Records for this task:
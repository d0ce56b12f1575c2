//! xAI chat completions (OpenAI-compatible)

use async_trait::async_trait;
use reqwest::Client;
use serde::Deserialize;
use serde_json::json;
use tracing::{debug, instrument};

use shiplog_core::config::{AiConfig, ProviderKind};

use super::{base_url, check_reachable, require_api_key, send_json};
use crate::error::ProviderError;
use crate::payload::{GenerationOutput, GenerationRequest};
use crate::provider::TextGenerator;

const DEFAULT_API_URL: &str = "https://api.x.ai/v1";

/// xAI backend
pub struct XaiProvider {
    client: Client,
    base_url: String,
    api_key: String,
    model: String,
    max_tokens: u32,
}

#[derive(Deserialize)]
struct CompletionResponse {
    #[serde(default)]
    choices: Vec<Choice>,
}

#[derive(Deserialize)]
struct Choice {
    message: ChoiceMessage,
}

#[derive(Deserialize)]
struct ChoiceMessage {
    #[serde(default)]
    content: Option<String>,
}

impl XaiProvider {
    /// Create a provider; fails without an API key
    pub fn new(config: &AiConfig) -> Result<Self, ProviderError> {
        Ok(Self {
            client: Client::new(),
            base_url: base_url(config, DEFAULT_API_URL),
            api_key: require_api_key(config, ProviderKind::Xai)?,
            model: config.model_name()?,
            max_tokens: config.max_tokens,
        })
    }
}

#[async_trait]
impl TextGenerator for XaiProvider {
    fn name(&self) -> &str {
        "xai"
    }

    fn model(&self) -> &str {
        &self.model
    }

    #[instrument(skip(self, request), fields(model = %self.model, kind = request.kind()))]
    async fn invoke(&self, request: &GenerationRequest) -> Result<GenerationOutput, ProviderError> {
        let body = json!({
            "model": self.model,
            "stream": false,
            "max_tokens": self.max_tokens,
            "messages": [
                { "role": "system", "content": request.system_prompt() },
                { "role": "user", "content": request.user_prompt() },
            ],
        });

        let url = format!("{}/chat/completions", self.base_url);
        debug!(url = %url, "sending xai completion request");
        let response: CompletionResponse = send_json(
            self.client
                .post(&url)
                .bearer_auth(&self.api_key)
                .json(&body),
        )
        .await?;

        let content = response
            .choices
            .into_iter()
            .next()
            .and_then(|c| c.message.content)
            .ok_or_else(|| ProviderError::InvalidResponse("completion has no choices".to_string()))?;
        request.interpret(&content)
    }

    async fn check_connectivity(&self) -> bool {
        let url = format!("{}/models", self.base_url);
        check_reachable(self.client.get(&url).bearer_auth(&self.api_key)).await
    }
}

#[cfg(test)]
mod tests {
    use super::*;

    #[test]
    fn test_missing_key_is_authentication_error() {
        let config = AiConfig {
            provider: "xai".to_string(),
            api_key: None,
            ..AiConfig::default()
        };
        // only meaningful when the environment does not provide a key
        if std::env::var("XAI_API_KEY").is_err() {
            assert!(matches!(
                XaiProvider::new(&config),
                Err(ProviderError::Authentication(_))
            ));
        }
    }

    #[test]
    fn test_completion_decode() {
        let response: CompletionResponse = serde_json::from_str(
            r#"{"choices":[{"index":0,"message":{"role":"assistant","content":"Done."}}]}"#,
        )
        .unwrap();
        assert_eq!(response.choices[0].message.content.as_deref(), Some("Done."));
    }
}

Task statement: Reading through the records above, report each line in which the string "format" is found.

Result of the task:
        let url = format!("{}/chat/completions", self.base_url);
        let url = format!("{}/models", self.base_url);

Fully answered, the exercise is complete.